(Try it): Scan the entries below. Return every line that includes "voter".

[The records Boundary: Start]

use std::fmt::Display;

use jsonwebtoken::errors::Error as JwtError;
use log::{debug, error};
use mongodb::{bson::oid::Error as OidError, error::Error as DbError};
use rocket::{
    http::{Status, StatusClass},
    response::{self, Responder},
    serde::json::Json,
    Request,
};
use serde::{Deserialize, Serialize};
use thiserror::Error;

use crate::model::mongodb::Id;

pub type Result<T> = std::result::Result<T, Error>;

#[derive(Debug, Error)]
pub enum Error {
    #[error(transparent)]
    Db(#[from] DbError),
    #[error(transparent)]
    Jwt(#[from] JwtError),
    #[error(transparent)]
    OidParse(#[from] OidError),
    #[error("Bad request: {0}")]
    BadRequest(String),
    #[error("Not found: {0}")]
    NotFound(String),
    #[error("Conflict: {0}")]
    Conflict(String),
    #[error("Election {0} is not open for voting")]
    ElectionClosed(Id),
    #[error("Candidate {candidate} is not standing in election {election}")]
    InvalidCandidate { election: Id, candidate: Id },
    #[error("Voter {voter} has already voted in election {election}")]
    AlreadyVoted { election: Id, voter: Id },
    #[error("Internal error: {0}")]
    Internal(String),
}

impl Error {
    pub fn not_found(what: impl Display) -> Self {
        Self::NotFound(what.to_string())
    }

    /// The HTTP status this error is reported with.
    pub fn status(&self) -> Status {
        match self {
            Self::Db(_) | Self::Internal(_) => Status::InternalServerError,
            Self::Jwt(_) => Status::Unauthorized,
            Self::OidParse(_) | Self::BadRequest(_) | Self::InvalidCandidate { .. } => {
                Status::BadRequest
            }
            Self::ElectionClosed(_) => Status::Forbidden,
            Self::NotFound(_) => Status::NotFound,
            Self::Conflict(_) | Self::AlreadyVoted { .. } => Status::Conflict,
        }
    }

    /// A stable machine-readable name for this kind of error.
    pub fn kind(&self) -> &'static str {
        match self {
            Self::Db(_) | Self::Internal(_) => "INTERNAL_ERROR",
            Self::Jwt(_) => "UNAUTHORIZED",
            Self::OidParse(_) | Self::BadRequest(_) => "BAD_REQUEST",
            Self::NotFound(_) => "NOT_FOUND",
            Self::Conflict(_) => "CONFLICT",
            Self::ElectionClosed(_) => "ELECTION_CLOSED",
            Self::InvalidCandidate { .. } => "INVALID_CANDIDATE",
            Self::AlreadyVoted { .. } => "ALREADY_VOTED",
        }
    }
}

/// The JSON body of every error response.
#[derive(Debug, Clone, PartialEq, Eq, Serialize, Deserialize)]
pub struct ErrorBody {
    pub error: String,
    pub message: String,
}

impl ErrorBody {
    pub fn new(error: impl Into<String>, message: impl Into<String>) -> Self {
        Self {
            error: error.into(),
            message: message.into(),
        }
    }
}

impl<'r, 'o: 'r> Responder<'r, 'o> for Error {
    fn respond_to(self, req: &'r Request<'_>) -> response::Result<'o> {
        let status = self.status();
        // Never leak storage internals to the client.
        let message = if status.class() == StatusClass::ServerError {
            error!("{self}");
            "An internal error occurred".to_string()
        } else {
            debug!("{self}");
            self.to_string()
        };
        (status, Json(ErrorBody::new(self.kind(), message))).respond_to(req)
    }
}

#[cfg(test)]
mod tests {
    use jsonwebtoken::errors::ErrorKind as JwtErrorKind;

    use super::*;

    #[test]
    fn voting_errors_are_client_errors() {
        let election = Id::new();
        let other = Id::new();
        let errors = [
            Error::ElectionClosed(election),
            Error::InvalidCandidate {
                election,
                candidate: other,
            },
            Error::AlreadyVoted {
                election,
                voter: other,
            },
            Error::not_found(format!("Election {election}")),
        ];
        for err in errors {
            assert_eq!(err.status().class(), StatusClass::ClientError, "{err}");
        }
    }

    #[test]
    fn already_voted_is_a_conflict() {
        let err = Error::AlreadyVoted {
            election: Id::new(),
            voter: Id::new(),
        };
        assert_eq!(err.status(), Status::Conflict);
        assert_eq!(err.kind(), "ALREADY_VOTED");
    }

    #[test]
    fn every_bad_token_is_unauthorized() {
        for kind in [
            JwtErrorKind::InvalidToken,
            JwtErrorKind::InvalidSignature,
            JwtErrorKind::ExpiredSignature,
        ] {
            let err = Error::from(JwtError::from(kind));
            assert_eq!(err.status(), Status::Unauthorized, "{err}");
            assert_eq!(err.kind(), "UNAUTHORIZED");
        }
    }

    #[test]
    fn internal_errors_hide_details() {
        let err = Error::Internal("connection reset".to_string());
        assert_eq!(err.status(), Status::InternalServerError);
        assert_eq!(err.kind(), "INTERNAL_ERROR");
    }
}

[The records Boundary: End]

(Task result):
    #[error("Voter {voter} has already voted in election {election}")]
    AlreadyVoted { election: Id, voter: Id },
                voter: other,
            voter: Id::new(),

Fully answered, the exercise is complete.